I understand these documents are there to provide rules and ensure consistency. The thing is that during the process of creating an interface or defining a journey for the user, you need to be able to take the core of a brand and evolve its implementation.

As a designer I need to be trusted with a brand

I have it’s best interests at heart as my goal is to deliver the best experience for the user so they can be fully engaged with the brand.

This micro-managed approach I’m sure has an impact on how a brand is perceived and it must hurt the bottom line. When it comes to the content that bring our creations to life, these kinds of guidelines must be problematic too.

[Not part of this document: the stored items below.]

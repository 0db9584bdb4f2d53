//! Cut-and-stack sheet planning
//!
//! Every four consecutive logical pages go onto one sheet in the order
//! front-left, front-right, back-left, back-right. After duplex printing the
//! stack is cut down the vertical midline and the left-half stack is laid on
//! top of the right-half stack to get reading order back.
//!
//! ```text
//!  sheet 0 front      sheet 0 back
//! +------+------+    +------+------+
//! |  p1  |  p2  |    |  p3  |  p4  |
//! +------+------+    +------+------+
//! ```
//!
//! A short final block leaves its trailing quadrants empty. No blank logical
//! page is invented to fill them.

use super::{Quadrant, SheetLayout, SideLayout};
use crate::constants::PAGES_PER_SHEET;
use crate::sequence::{PageDescriptor, PageSequence};

/// Map the sequence onto sheets. Pure: the result depends only on `sequence`.
pub fn plan_imposition(sequence: &PageSequence) -> Vec<SheetLayout> {
    sequence
        .as_slice()
        .chunks(PAGES_PER_SHEET)
        .enumerate()
        .map(|(sheet_index, block)| {
            let slot = |offset: usize| block.get(offset).cloned();
            SheetLayout {
                sheet_index,
                front: SideLayout {
                    left: slot(0),
                    right: slot(1),
                },
                back: SideLayout {
                    left: slot(2),
                    right: slot(3),
                },
            }
        })
        .collect()
}

/// Read sheets back in traversal order, dropping empty quadrants.
pub fn flatten_sheets(sheets: &[SheetLayout]) -> Vec<PageDescriptor> {
    sheets
        .iter()
        .flat_map(|sheet| {
            Quadrant::TRAVERSAL
                .into_iter()
                .filter_map(move |q| sheet.get(q).cloned())
        })
        .collect()
}

/// Number of sheets needed for `page_count` logical pages
pub fn sheet_count(page_count: usize) -> usize {
    page_count.div_ceil(PAGES_PER_SHEET)
}
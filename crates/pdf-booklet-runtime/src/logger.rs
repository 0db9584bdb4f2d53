use chrono::{DateTime, Local};
use log::{Level, Metadata, Record};
use std::collections::VecDeque;
use std::sync::{Arc, Mutex, MutexGuard};

#[derive(Debug, Clone)]
pub struct LogEntry {
    pub timestamp: DateTime<Local>,
    pub level: Level,
    pub target: String,
    pub message: String,
}

impl LogEntry {
    /// One-line form for a status bar
    pub fn status_line(&self) -> String {
        format!(
            "{} [{}] {}",
            self.timestamp.format("%H:%M:%S"),
            self.level,
            self.message
        )
    }
}

/// In-memory log sink keeping the most recent entries of this session.
///
/// Clones share the same buffer, so one clone can be installed as the
/// global logger while another is kept for reading.
#[derive(Clone)]
pub struct SessionLogger {
    entries: Arc<Mutex<VecDeque<LogEntry>>>,
    max_entries: usize,
    level: Level,
}

impl SessionLogger {
    pub fn new(max_entries: usize) -> Self {
        Self {
            entries: Arc::new(Mutex::new(VecDeque::new())),
            max_entries: max_entries.max(1),
            level: Level::Info,
        }
    }

    pub fn with_level(mut self, level: Level) -> Self {
        self.level = level;
        self
    }

    /// Install a clone of this logger as the global `log` sink
    pub fn init(&self) -> Result<(), log::SetLoggerError> {
        log::set_boxed_logger(Box::new(self.clone()))?;
        log::set_max_level(self.level.to_level_filter());
        Ok(())
    }

    // A panic while holding the lock leaves the buffer usable
    fn lock(&self) -> MutexGuard<'_, VecDeque<LogEntry>> {
        self.entries
            .lock()
            .unwrap_or_else(|poisoned| poisoned.into_inner())
    }

    pub fn entries(&self) -> Vec<LogEntry> {
        self.lock().iter().cloned().collect()
    }

    pub fn latest_message(&self) -> Option<String> {
        self.lock().back().map(|entry| entry.message.clone())
    }

    pub fn clear(&self) {
        self.lock().clear();
    }

    fn push(&self, entry: LogEntry) {
        let mut entries = self.lock();
        entries.push_back(entry);
        while entries.len() > self.max_entries {
            entries.pop_front();
        }
    }
}

impl log::Log for SessionLogger {
    fn enabled(&self, metadata: &Metadata) -> bool {
        metadata.level() <= self.level
    }

    fn log(&self, record: &Record) {
        if self.enabled(record.metadata()) {
            self.push(LogEntry {
                timestamp: Local::now(),
                level: record.level(),
                target: record.target().to_string(),
                message: format!("{}", record.args()),
            });
        }
    }

    fn flush(&self) {}
}

#[cfg(test)]
mod tests {
    use super::*;
    use log::Log;

    fn record(logger: &SessionLogger, level: Level, message: &str) {
        logger.log(
            &Record::builder()
                .level(level)
                .target("pdf_booklet")
                .args(format_args!("{message}"))
                .build(),
        );
    }

    #[test]
    fn test_keeps_most_recent_entries() {
        let logger = SessionLogger::new(2);
        record(&logger, Level::Info, "first");
        record(&logger, Level::Info, "second");
        record(&logger, Level::Warn, "third");

        let messages: Vec<_> = logger.entries().into_iter().map(|e| e.message).collect();
        assert_eq!(messages, vec!["second", "third"]);
        assert_eq!(logger.latest_message().as_deref(), Some("third"));
    }

    #[test]
    fn test_filters_by_level() {
        let logger = SessionLogger::new(10);
        record(&logger, Level::Debug, "hidden");
        assert!(logger.entries().is_empty());

        let verbose = SessionLogger::new(10).with_level(Level::Debug);
        record(&verbose, Level::Debug, "shown");
        assert_eq!(verbose.entries().len(), 1);
    }

    #[test]
    fn test_clones_share_entries() {
        let logger = SessionLogger::new(10);
        let reader = logger.clone();
        record(&logger, Level::Error, "boom");

        assert!(reader.entries()[0].status_line().contains("[ERROR] boom"));
        reader.clear();
        assert!(logger.latest_message().is_none());
    }
}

Something must be done! How can we help clients not get into this mess? I have seen good guidelines, but they are few and far between. When setting out to create the best experience for the user, we need to feel empowered by the guidelines, not feel like we are going to deliver something that doesn’t work.

Stewart Redpath

Stewart Redpath

Marketing Director at HOTCHA; Founder of Liminal Marketing (Brand strategy and consumer insight specialist); Director at Lydianstream

Liminal website

Written by Stewart Redpath

The experience you have had with brand guidelines is a perennial one. When I was writing and managing (…ahem, ‘policing’) brand guidelines for major brands from the client-side this very same frustration emerged continually.

Brand Guidelines, as you have experienced, are often the opposite of “Guidelines”. They are an intransigent rulebook. Herein we establish the first problem: they are a misnomer and euphemism.

They are typically the end-product of a corporate re-design/identity process (or refresh), produced by the lead design agency (who may call themselves a brand agency or even a strategy agency). They are then passed to the ‘brand team’ or middle-ranking corporate employees to put into service. Herein we can identify the second problem: ‘Brand’ becomes narrowed into a predominantly visual definition (i.e. design) and is then passed to individuals for implementation (read policing) who perhaps may or may not have a full understanding of how brands actually work.

It’s all very understandable and even pragmatic. The overriding instinct for the brand team becomes: Screw interpretation and ‘grey areas’ – we need to enforce absolute consistency everywhere and on everything otherwise chaos will ensue. Deviation from the brand bible? That way madness lies…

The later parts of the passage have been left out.